▼

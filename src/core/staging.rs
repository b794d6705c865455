// ─── Staging ───
// Output for a version is assembled in a sibling directory and swapped into
// place only once the whole pipeline for that version succeeded.

use std::path::{Path, PathBuf};

use tracing::{debug, warn};
use uuid::Uuid;

use crate::core::error::{SyncError, SyncResult};

/// A scratch directory that is removed on drop unless promoted.
pub struct StagingDir {
    path: PathBuf,
    target: PathBuf,
    promoted: bool,
}

impl StagingDir {
    /// Create `.<name>.staging-<uuid>` next to `target`.
    pub fn for_target(target: &Path) -> SyncResult<Self> {
        let parent = target
            .parent()
            .ok_or_else(|| SyncError::Configuration(format!("{target:?} has no parent")))?;
        let name = target
            .file_name()
            .map(|n| n.to_string_lossy().into_owned())
            .unwrap_or_default();
        let path = parent.join(format!(".{name}.staging-{}", Uuid::new_v4().simple()));
        create_dir_all(&path)?;
        Ok(Self {
            path,
            target: target.to_path_buf(),
            promoted: false,
        })
    }

    pub fn path(&self) -> &Path {
        &self.path
    }

    /// Replace the target with the staged tree.
    pub fn promote(mut self) -> SyncResult<PathBuf> {
        if self.target.exists() {
            std::fs::remove_dir_all(&self.target).map_err(|e| SyncError::io(&self.target, e))?;
        }
        std::fs::rename(&self.path, &self.target).map_err(|e| SyncError::io(&self.target, e))?;
        self.promoted = true;
        debug!("Promoted {:?}", self.target);
        Ok(self.target.clone())
    }
}

impl Drop for StagingDir {
    fn drop(&mut self) {
        if self.promoted || !self.path.exists() {
            return;
        }
        if let Err(source) = std::fs::remove_dir_all(&self.path) {
            warn!("Failed to remove staging dir {:?}: {}", self.path, source);
        }
    }
}

pub fn create_dir_all(path: &Path) -> SyncResult<()> {
    std::fs::create_dir_all(path).map_err(|e| SyncError::io(path, e))
}

/// Write `bytes` to `path`, creating parent directories.
pub fn write_file(path: &Path, bytes: &[u8]) -> SyncResult<()> {
    if let Some(parent) = path.parent() {
        create_dir_all(parent)?;
    }
    std::fs::write(path, bytes).map_err(|e| SyncError::io(path, e))
}

/// Upper bound on buffer preallocation for archive entries.
const MAX_PREALLOC: u64 = 16 * 1024 * 1024;

/// Preallocation for an archive entry whose header claims `declared` bytes.
/// Header sizes are not trusted.
pub fn capacity_hint(declared: u64) -> usize {
    declared.min(MAX_PREALLOC) as usize
}

pub fn read_file(path: &Path) -> SyncResult<Vec<u8>> {
    std::fs::read(path).map_err(|e| SyncError::io(path, e))
}

/// Names of the immediate subdirectories of `dir`, sorted.
pub fn subdirectories(dir: &Path) -> SyncResult<Vec<String>> {
    if !dir.is_dir() {
        return Ok(Vec::new());
    }
    let mut names = Vec::new();
    for entry in std::fs::read_dir(dir).map_err(|e| SyncError::io(dir, e))? {
        let entry = entry.map_err(|e| SyncError::io(dir, e))?;
        let name = entry.file_name().to_string_lossy().into_owned();
        if name.starts_with('.') {
            continue;
        }
        if entry.file_type().map_err(|e| SyncError::io(entry.path(), e))?.is_dir() {
            names.push(name);
        }
    }
    names.sort();
    Ok(names)
}

#[cfg(test)]
mod tests {
    use super::*;

    #[test]
    fn dropped_staging_leaves_no_trace() {
        let root = tempfile::tempdir().unwrap();
        let target = root.path().join("1.20.1");
        {
            let staging = StagingDir::for_target(&target).unwrap();
            write_file(&staging.path().join("vanilla/en_US.lang"), b"a=b").unwrap();
        }
        assert!(!target.exists());
        assert_eq!(std::fs::read_dir(root.path()).unwrap().count(), 0);
    }

    #[test]
    fn promote_replaces_previous_tree() {
        let root = tempfile::tempdir().unwrap();
        let target = root.path().join("1.20.1");
        write_file(&target.join("stale.lang"), b"old=1").unwrap();

        let staging = StagingDir::for_target(&target).unwrap();
        write_file(&staging.path().join("fresh.lang"), b"new=1").unwrap();
        staging.promote().unwrap();

        assert!(!target.join("stale.lang").exists());
        assert_eq!(std::fs::read(target.join("fresh.lang")).unwrap(), b"new=1");
    }

    #[test]
    fn declared_entry_sizes_are_capped() {
        assert_eq!(capacity_hint(42), 42);
        assert_eq!(capacity_hint(u64::MAX), MAX_PREALLOC as usize);
    }

    #[test]
    fn hidden_directories_are_not_listed() {
        let root = tempfile::tempdir().unwrap();
        create_dir_all(&root.path().join("1.20.0")).unwrap();
        create_dir_all(&root.path().join(".1.20.1.staging-x")).unwrap();
        write_file(&root.path().join("file.txt"), b"").unwrap();
        assert_eq!(subdirectories(root.path()).unwrap(), vec!["1.20.0"]);
    }
}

▲

* **WORK INSTRUCTION**:
Write out the data once more, word for word.

* **SOLUTION**:
filename src/core/staging.rs
repository b794d6705c865455
// ─── Staging ───
// Output for a version is assembled in a sibling directory and swapped into
// place only once the whole pipeline for that version succeeded.

use std::path::{Path, PathBuf};

use tracing::{debug, warn};
use uuid::Uuid;

use crate::core::error::{SyncError, SyncResult};

/// A scratch directory that is removed on drop unless promoted.
pub struct StagingDir {
    path: PathBuf,
    target: PathBuf,
    promoted: bool,
}

impl StagingDir {
    /// Create `.<name>.staging-<uuid>` next to `target`.
    pub fn for_target(target: &Path) -> SyncResult<Self> {
        let parent = target
            .parent()
            .ok_or_else(|| SyncError::Configuration(format!("{target:?} has no parent")))?;
        let name = target
            .file_name()
            .map(|n| n.to_string_lossy().into_owned())
            .unwrap_or_default();
        let path = parent.join(format!(".{name}.staging-{}", Uuid::new_v4().simple()));
        create_dir_all(&path)?;
        Ok(Self {
            path,
            target: target.to_path_buf(),
            promoted: false,
        })
    }

    pub fn path(&self) -> &Path {
        &self.path
    }

    /// Replace the target with the staged tree.
    pub fn promote(mut self) -> SyncResult<PathBuf> {
        if self.target.exists() {
            std::fs::remove_dir_all(&self.target).map_err(|e| SyncError::io(&self.target, e))?;
        }
        std::fs::rename(&self.path, &self.target).map_err(|e| SyncError::io(&self.target, e))?;
        self.promoted = true;
        debug!("Promoted {:?}", self.target);
        Ok(self.target.clone())
    }
}

impl Drop for StagingDir {
    fn drop(&mut self) {
        if self.promoted || !self.path.exists() {
            return;
        }
        if let Err(source) = std::fs::remove_dir_all(&self.path) {
            warn!("Failed to remove staging dir {:?}: {}", self.path, source);
        }
    }
}

pub fn create_dir_all(path: &Path) -> SyncResult<()> {
    std::fs::create_dir_all(path).map_err(|e| SyncError::io(path, e))
}

/// Write `bytes` to `path`, creating parent directories.
pub fn write_file(path: &Path, bytes: &[u8]) -> SyncResult<()> {
    if let Some(parent) = path.parent() {
        create_dir_all(parent)?;
    }
    std::fs::write(path, bytes).map_err(|e| SyncError::io(path, e))
}

/// Upper bound on buffer preallocation for archive entries.
const MAX_PREALLOC: u64 = 16 * 1024 * 1024;

/// Preallocation for an archive entry whose header claims `declared` bytes.
/// Header sizes are not trusted.
pub fn capacity_hint(declared: u64) -> usize {
    declared.min(MAX_PREALLOC) as usize
}

pub fn read_file(path: &Path) -> SyncResult<Vec<u8>> {
    std::fs::read(path).map_err(|e| SyncError::io(path, e))
}

/// Names of the immediate subdirectories of `dir`, sorted.
pub fn subdirectories(dir: &Path) -> SyncResult<Vec<String>> {
    if !dir.is_dir() {
        return Ok(Vec::new());
    }
    let mut names = Vec::new();
    for entry in std::fs::read_dir(dir).map_err(|e| SyncError::io(dir, e))? {
        let entry = entry.map_err(|e| SyncError::io(dir, e))?;
        let name = entry.file_name().to_string_lossy().into_owned();
        if name.starts_with('.') {
            continue;
        }
        if entry.file_type().map_err(|e| SyncError::io(entry.path(), e))?.is_dir() {
            names.push(name);
        }
    }
    names.sort();
    Ok(names)
}

#[cfg(test)]
mod tests {
    use super::*;

    #[test]
    fn dropped_staging_leaves_no_trace() {
        let root = tempfile::tempdir().unwrap();
        let target = root.path().join("1.20.1");
        {
            let staging = StagingDir::for_target(&target).unwrap();
            write_file(&staging.path().join("vanilla/en_US.lang"), b"a=b").unwrap();
        }
        assert!(!target.exists());
        assert_eq!(std::fs::read_dir(root.path()).unwrap().count(), 0);
    }

    #[test]
    fn promote_replaces_previous_tree() {
        let root = tempfile::tempdir().unwrap();
        let target = root.path().join("1.20.1");
        write_file(&target.join("stale.lang"), b"old=1").unwrap();

        let staging = StagingDir::for_target(&target).unwrap();
        write_file(&staging.path().join("fresh.lang"), b"new=1").unwrap();
        staging.promote().unwrap();

        assert!(!target.join("stale.lang").exists());
        assert_eq!(std::fs::read(target.join("fresh.lang")).unwrap(), b"new=1");
    }

    #[test]
    fn declared_entry_sizes_are_capped() {
        assert_eq!(capacity_hint(42), 42);
        assert_eq!(capacity_hint(u64::MAX), MAX_PREALLOC as usize);
    }

    #[test]
    fn hidden_directories_are_not_listed() {
        let root = tempfile::tempdir().unwrap();
        create_dir_all(&root.path().join("1.20.0")).unwrap();
        create_dir_all(&root.path().join(".1.20.1.staging-x")).unwrap();
        write_file(&root.path().join("file.txt"), b"").unwrap();
        assert_eq!(subdirectories(root.path()).unwrap(), vec!["1.20.0"]);
    }
}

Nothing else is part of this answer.